• How to complete this task:
Retype exactly the lines below, beginning with the first and ending with the line where "without source control." appears.

• Extracted entries:
//! Generated version sources.
//!
//! A project that sets both `ProductInfo.VersionHpp` and
//! `ProductInfo.VersionCpp` gets a header declaring its version constants
//! and a source file defining them:
//!
//! ```text
//! DAY MONTH YEAR HOUR MINUTE SECOND   last change, UTC
//! CHANGELIST FULLVERSION_STRING       ProductInfo.Version
//! TOTAL_CHANGELISTS                   always 0 without source control
//! ```
//!
//! The last change is the project file's modification time, so the files
//! only change when the project does. They are rewritten only when their
//! contents differ, which keeps an unchanged project up to date.

use std::fmt::Write as _;
use std::fs;
use std::path::Path;
use std::time::SystemTime;

use anyhow::{Context, Result, bail};
use chrono::{DateTime, Datelike, Timelike, Utc};

use crate::workspace::{Language, ProjectFile, VersionSource};

/// Version numbers exported to generated sources.
#[derive(Debug, Clone, PartialEq, Eq)]
pub struct VersionInfo {
    /// Changelist identifier; the declared version without source control.
    pub changelist: String,
    /// Display form of the version.
    pub short_string: String,
    /// When the version last changed.
    pub last_change: DateTime<Utc>,
    /// Number of changelists in the history.
    pub total_changelists: u64,
}

enum Kind {
    Text,
    Number,
}

impl VersionInfo {
    /// Version of `project` as declared in its `ProductInfo` group.
    pub fn for_project(project: &ProjectFile) -> Result<Self> {
        match project.version_source {
            VersionSource::None => {}
            VersionSource::SourceControl => bail!(
                "project '{}': ProductInfo.VersionSource = SourceControl is not supported",
                project.name
            ),
        }
        let modified = fs::metadata(&project.path)
            .and_then(|m| m.modified())
            .unwrap_or(SystemTime::UNIX_EPOCH);
        let changelist = project.version.clone().unwrap_or_default();
        Ok(Self {
            short_string: changelist.clone(),
            changelist,
            last_change: DateTime::<Utc>::from(modified),
            total_changelists: 0,
        })
    }

    fn entries(&self) -> [(&'static str, Kind, String); 9] {
        let t = &self.last_change;
        [
            ("DAY", Kind::Text, t.day().to_string()),
            ("MONTH", Kind::Text, t.month().to_string()),
            ("YEAR", Kind::Text, t.year().to_string()),
            ("HOUR", Kind::Text, t.hour().to_string()),
            ("MINUTE", Kind::Text, t.minute().to_string()),
            ("SECOND", Kind::Text, t.second().to_string()),
            ("CHANGELIST", Kind::Text, self.changelist.clone()),
            ("FULLVERSION_STRING", Kind::Text, self.short_string.clone()),
            ("TOTAL_CHANGELISTS", Kind::Number, self.total_changelists.to_string()),
        ]
    }

    /// Header declaring the constants. C++ gets a `VersionInfo` class with
    /// static members; C gets `VersionInfo_`-prefixed externs.
    pub fn header(&self, language: Language) -> String {
        let mut out = String::from(BANNER);
        out.push_str("#pragma once\n\n");
        match language {
            Language::Cpp => {
                out.push_str("class VersionInfo\n{\npublic:\n");
                for (name, kind, _) in self.entries() {
                    let _ = writeln!(out, "    static const {} {name};", type_name(&kind));
                }
                out.push_str("};\n");
            }
            Language::C => {
                for (name, kind, _) in self.entries() {
                    let _ = writeln!(out, "extern const {} VersionInfo_{name};", type_name(&kind));
                }
            }
        }
        out
    }

    /// Source defining the constants; `header_name` is what it includes.
    pub fn source(&self, language: Language, header_name: &str) -> String {
        let mut out = String::from(BANNER);
        let _ = writeln!(out, "#include \"{header_name}\"\n");
        for (name, kind, value) in self.entries() {
            let value = match kind {
                Kind::Text => format!("\"{}\"", value.replace('\\', "\\\\").replace('"', "\\\"")),
                Kind::Number => value,
            };
            let qualified = match language {
                Language::Cpp => format!("VersionInfo::{name}"),
                Language::C => format!("VersionInfo_{name}"),
            };
            let _ = writeln!(out, "const {} {qualified} = {value};", type_name(&kind));
        }
        out
    }
}

const BANNER: &str = "// Automatically generated by kiln, do not modify directly.\n\n";

fn type_name(kind: &Kind) -> &'static str {
    match kind {
        Kind::Text => "char*",
        Kind::Number => "long",
    }
}

/// Write the version header and source of `project`, if it declares them.
///
/// Returns whether either file was created or changed.
pub fn write_version_files(project: &ProjectFile) -> Result<bool> {
    let (header, source) = match (&project.version_header, &project.version_source_file) {
        (None, None) => return Ok(false),
        (Some(header), Some(source)) => (header, source),
        _ => bail!(
            "project '{}': ProductInfo.VersionHpp and ProductInfo.VersionCpp must be set together",
            project.name
        ),
    };

    let info = VersionInfo::for_project(project)?;
    let header_name = header
        .file_name()
        .with_context(|| format!("invalid version header path {}", header.display()))?
        .to_string_lossy()
        .into_owned();

    let wrote_header = write_if_changed(header, &info.header(project.language))?;
    let wrote_source = write_if_changed(source, &info.source(project.language, &header_name))?;
    Ok(wrote_header || wrote_source)
}

fn write_if_changed(path: &Path, contents: &str) -> Result<bool> {
    if fs::read_to_string(path).is_ok_and(|existing| existing == contents) {
        return Ok(false);
    }
    if let Some(dir) = path.parent() {
        fs::create_dir_all(dir).with_context(|| format!("failed to create {}", dir.display()))?;
    }
    fs::write(path, contents).with_context(|| format!("failed to write {}", path.display()))?;
    Ok(true)
}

• Solution for this problem:
//! Generated version sources.
//!
//! A project that sets both `ProductInfo.VersionHpp` and
//! `ProductInfo.VersionCpp` gets a header declaring its version constants
//! and a source file defining them:
//!
//! ```text
//! DAY MONTH YEAR HOUR MINUTE SECOND   last change, UTC
//! CHANGELIST FULLVERSION_STRING       ProductInfo.Version
//! TOTAL_CHANGELISTS                   always 0 without source control
//! ```
//!
//! The last change is the project file's modification time, so the files
//! only change when the project does. They are rewritten only when their
//! contents differ, which keeps an unchanged project up to date.

use std::fmt::Write as _;
use std::fs;
use std::path::Path;
use std::time::SystemTime;

use anyhow::{Context, Result, bail};
use chrono::{DateTime, Datelike, Timelike, Utc};

use crate::workspace::{Language, ProjectFile, VersionSource};

/// Version numbers exported to generated sources.
#[derive(Debug, Clone, PartialEq, Eq)]
pub struct VersionInfo {
    /// Changelist identifier; the declared version without source control.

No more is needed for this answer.